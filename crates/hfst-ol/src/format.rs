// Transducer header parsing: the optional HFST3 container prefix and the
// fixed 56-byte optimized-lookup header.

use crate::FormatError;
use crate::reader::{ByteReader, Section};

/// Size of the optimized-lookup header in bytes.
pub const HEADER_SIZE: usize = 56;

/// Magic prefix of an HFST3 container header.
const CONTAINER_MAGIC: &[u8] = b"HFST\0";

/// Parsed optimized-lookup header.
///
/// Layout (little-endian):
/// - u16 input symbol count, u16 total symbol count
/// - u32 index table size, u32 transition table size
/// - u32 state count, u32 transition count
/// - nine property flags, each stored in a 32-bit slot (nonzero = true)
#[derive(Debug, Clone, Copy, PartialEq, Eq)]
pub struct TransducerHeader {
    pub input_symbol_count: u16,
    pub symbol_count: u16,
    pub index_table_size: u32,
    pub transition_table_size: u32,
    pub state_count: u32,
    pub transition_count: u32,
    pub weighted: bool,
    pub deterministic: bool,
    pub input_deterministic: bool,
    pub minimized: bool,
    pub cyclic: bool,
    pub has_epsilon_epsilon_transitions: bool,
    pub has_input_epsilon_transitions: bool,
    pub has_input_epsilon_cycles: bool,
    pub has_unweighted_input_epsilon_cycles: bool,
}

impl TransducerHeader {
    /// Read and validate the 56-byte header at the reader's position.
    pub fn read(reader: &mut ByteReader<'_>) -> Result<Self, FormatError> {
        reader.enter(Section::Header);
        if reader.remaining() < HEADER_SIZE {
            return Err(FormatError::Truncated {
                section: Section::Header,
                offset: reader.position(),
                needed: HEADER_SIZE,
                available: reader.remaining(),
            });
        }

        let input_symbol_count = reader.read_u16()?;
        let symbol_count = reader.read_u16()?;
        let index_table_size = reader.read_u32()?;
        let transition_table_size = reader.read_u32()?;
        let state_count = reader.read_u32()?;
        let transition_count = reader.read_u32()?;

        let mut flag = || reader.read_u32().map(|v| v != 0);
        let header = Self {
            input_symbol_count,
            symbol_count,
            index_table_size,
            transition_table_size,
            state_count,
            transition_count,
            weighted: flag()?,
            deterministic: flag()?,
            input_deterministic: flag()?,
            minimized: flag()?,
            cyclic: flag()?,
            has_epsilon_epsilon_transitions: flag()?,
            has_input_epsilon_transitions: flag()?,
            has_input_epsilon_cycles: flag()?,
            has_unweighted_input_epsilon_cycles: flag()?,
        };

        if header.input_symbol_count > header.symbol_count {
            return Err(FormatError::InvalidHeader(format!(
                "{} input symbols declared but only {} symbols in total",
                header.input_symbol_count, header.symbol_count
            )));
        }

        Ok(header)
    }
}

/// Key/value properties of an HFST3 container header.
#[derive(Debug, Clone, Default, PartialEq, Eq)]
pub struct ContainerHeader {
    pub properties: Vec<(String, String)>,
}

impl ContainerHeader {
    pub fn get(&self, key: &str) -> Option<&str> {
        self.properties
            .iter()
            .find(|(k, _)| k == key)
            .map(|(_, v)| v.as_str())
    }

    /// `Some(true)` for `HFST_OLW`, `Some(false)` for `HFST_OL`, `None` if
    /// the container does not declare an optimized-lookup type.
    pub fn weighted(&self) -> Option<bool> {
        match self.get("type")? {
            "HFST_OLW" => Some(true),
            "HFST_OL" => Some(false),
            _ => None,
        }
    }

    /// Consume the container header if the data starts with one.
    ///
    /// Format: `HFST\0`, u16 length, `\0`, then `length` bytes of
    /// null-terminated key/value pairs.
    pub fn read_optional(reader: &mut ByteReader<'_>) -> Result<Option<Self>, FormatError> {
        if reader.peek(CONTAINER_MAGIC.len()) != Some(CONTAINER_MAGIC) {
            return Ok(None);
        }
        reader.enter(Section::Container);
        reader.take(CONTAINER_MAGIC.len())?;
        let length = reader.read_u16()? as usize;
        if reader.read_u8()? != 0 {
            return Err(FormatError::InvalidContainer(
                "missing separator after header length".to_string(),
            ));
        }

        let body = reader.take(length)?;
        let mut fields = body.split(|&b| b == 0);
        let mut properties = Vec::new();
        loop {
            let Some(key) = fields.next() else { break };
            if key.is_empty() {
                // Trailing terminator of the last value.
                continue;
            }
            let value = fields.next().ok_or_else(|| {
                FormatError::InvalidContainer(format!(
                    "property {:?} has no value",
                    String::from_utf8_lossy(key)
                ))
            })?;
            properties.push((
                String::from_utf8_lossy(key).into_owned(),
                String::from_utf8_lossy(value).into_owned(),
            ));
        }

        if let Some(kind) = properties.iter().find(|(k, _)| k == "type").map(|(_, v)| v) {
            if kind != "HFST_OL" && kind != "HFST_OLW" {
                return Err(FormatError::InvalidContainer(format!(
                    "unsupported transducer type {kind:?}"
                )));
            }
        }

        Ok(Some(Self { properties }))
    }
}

::::::

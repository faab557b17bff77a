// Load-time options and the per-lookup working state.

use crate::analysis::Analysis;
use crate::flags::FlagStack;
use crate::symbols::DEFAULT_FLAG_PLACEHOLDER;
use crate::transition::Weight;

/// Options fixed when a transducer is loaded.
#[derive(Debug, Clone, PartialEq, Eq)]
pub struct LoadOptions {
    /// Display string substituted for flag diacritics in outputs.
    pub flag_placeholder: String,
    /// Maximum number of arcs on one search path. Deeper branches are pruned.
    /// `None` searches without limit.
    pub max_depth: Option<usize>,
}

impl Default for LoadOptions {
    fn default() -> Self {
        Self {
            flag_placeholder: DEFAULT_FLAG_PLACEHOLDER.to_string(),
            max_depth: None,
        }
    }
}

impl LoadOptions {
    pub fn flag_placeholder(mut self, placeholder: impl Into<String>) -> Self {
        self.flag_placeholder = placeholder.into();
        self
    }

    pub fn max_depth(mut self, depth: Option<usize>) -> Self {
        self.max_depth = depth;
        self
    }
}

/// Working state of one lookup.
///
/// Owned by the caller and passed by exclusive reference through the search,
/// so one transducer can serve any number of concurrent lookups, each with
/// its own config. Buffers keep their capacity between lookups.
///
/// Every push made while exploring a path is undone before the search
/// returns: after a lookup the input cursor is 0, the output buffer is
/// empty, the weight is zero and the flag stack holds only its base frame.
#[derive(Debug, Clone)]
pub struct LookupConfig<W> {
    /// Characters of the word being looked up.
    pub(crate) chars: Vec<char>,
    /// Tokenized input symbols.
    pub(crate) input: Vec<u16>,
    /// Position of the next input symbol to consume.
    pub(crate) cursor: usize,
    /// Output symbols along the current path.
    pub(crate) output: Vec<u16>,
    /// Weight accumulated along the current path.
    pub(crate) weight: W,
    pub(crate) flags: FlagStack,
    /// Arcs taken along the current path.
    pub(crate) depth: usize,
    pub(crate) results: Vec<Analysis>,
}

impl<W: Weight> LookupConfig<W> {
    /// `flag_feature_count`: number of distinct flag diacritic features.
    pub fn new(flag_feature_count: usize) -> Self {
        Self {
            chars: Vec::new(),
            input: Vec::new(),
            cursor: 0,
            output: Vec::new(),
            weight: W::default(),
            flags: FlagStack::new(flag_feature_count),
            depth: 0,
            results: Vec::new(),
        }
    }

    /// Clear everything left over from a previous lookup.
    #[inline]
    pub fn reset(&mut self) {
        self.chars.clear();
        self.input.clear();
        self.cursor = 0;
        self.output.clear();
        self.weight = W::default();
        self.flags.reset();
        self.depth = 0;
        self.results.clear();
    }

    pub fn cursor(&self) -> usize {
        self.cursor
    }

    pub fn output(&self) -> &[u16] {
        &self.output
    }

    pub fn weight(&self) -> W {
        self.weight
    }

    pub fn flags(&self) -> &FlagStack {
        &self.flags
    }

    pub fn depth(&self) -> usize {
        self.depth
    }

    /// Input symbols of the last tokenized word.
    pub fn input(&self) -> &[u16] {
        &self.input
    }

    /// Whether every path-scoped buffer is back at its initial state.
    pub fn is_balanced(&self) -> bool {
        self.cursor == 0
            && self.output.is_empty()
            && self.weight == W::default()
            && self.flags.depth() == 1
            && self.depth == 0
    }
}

::::::

Work task:
Could you restate word for word the lines above from the one containing "pub fn reset(&mut" through the one containing "self.cursor == 0", both included, and nothing else?

Output of the task:
    pub fn reset(&mut self) {
        self.chars.clear();
        self.input.clear();
        self.cursor = 0;
        self.output.clear();
        self.weight = W::default();
        self.flags.reset();
        self.depth = 0;
        self.results.clear();
    }

    pub fn cursor(&self) -> usize {
        self.cursor
    }

    pub fn output(&self) -> &[u16] {
        &self.output
    }

    pub fn weight(&self) -> W {
        self.weight
    }

    pub fn flags(&self) -> &FlagStack {
        &self.flags
    }

    pub fn depth(&self) -> usize {
        self.depth
    }

    /// Input symbols of the last tokenized word.
    pub fn input(&self) -> &[u16] {
        &self.input
    }

    /// Whether every path-scoped buffer is back at its initial state.
    pub fn is_balanced(&self) -> bool {
        self.cursor == 0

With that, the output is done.